KITCHENER -- The Ontario Nurses’ Association is claiming victory in a court fight to give nurses in long-term care homes better access to personal protective equipment.

The ONA launched the court action following claims that some homes have been restricting or denying the use of PPE in their facilities, and in some cases, rationing the gear.

The homes named in the application include Anson Place in Hagersville, Hawthorne Place Care Centre in North York, and Eatonville Care Centre in Toronto.  A separate application was filed against the operators of Henley Place in London.

On Thursday, Ontario Superior Court Justice E.M. Morgan ordered the operators not to impede the nurses’ professional opinions on when PPE are needed.

“Nurses are not to be impeded in making an assessment and determination at point of care as to what PPE or other measures are appropriate and required,” wrote Justice Morgan in the decision.

He also wrote that the operators, employees and those acting under their instruction “are ordered to provide nurses working in their respective facilities with access to fitted N95 facial respirators and appropriate PPE when assessed by a nurse at a point of care to be appropriate and required,” as set out in directives by Ontario’s Chief Medical Officer of Health.

The ONA said in a statement on Thursday evening they are relieved by the decision. They say the ruling means homes are required to respect the professional and clinical judgement of nurses when deciding how to protect themselves.

“I am feeling much more optimistic about the protections for nurses and professionals in long term care,” Vicki McKenna, the president of the ONA, told CTV Kitchener over the phone.

“This is about yes, worker safety, but also resident safety, and that’s what we have to focus on,” said McKenna.

“I certainly hope that this, this ruling in particular, will bring down the numbers. The Premier talks about a wildfire, it’s a raging fire that’s burning in long term care right now and we have to do everything we can to stop it,” said McKenna.

The lawyer representing the homes told court on Wednesday when deciding who gets masks - and when - management has to weigh need, conservation and supply.

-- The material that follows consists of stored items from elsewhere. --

pub mod compare;
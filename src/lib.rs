// Library target for integration tests and benchmarks.
// The binary entry point is main.rs; this file re-declares the module tree so
// that tests can import the engine via `phrasedash::engine::*` / `phrasedash::store::*`.
// The UI modules are only exercised through the binary, so suppress dead_code warnings.
#![allow(dead_code)]

pub mod config;
pub mod engine;
pub mod generator;
pub mod session;
pub mod store;

// Private: required by the binary only
mod app;
mod event;
mod ui;
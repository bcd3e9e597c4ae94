pub mod leaderboard;
pub mod progress_bar;
pub mod result_panel;
pub mod stats_sidebar;
pub mod typing_area;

“My clients feel strongly that they have complied and they have done everything they can and beyond,” said lawyer Ian Dick.

Responsive Management Inc, which was also named in the court filing, says they’re comfortable with the ruling.

“All staff across our homes had access to the necessary PPE as outlined by the stringent safety requirements from the experts at Public Health and the Ministry of Health,” said Linda Calabrese, the Vice-President of Operations.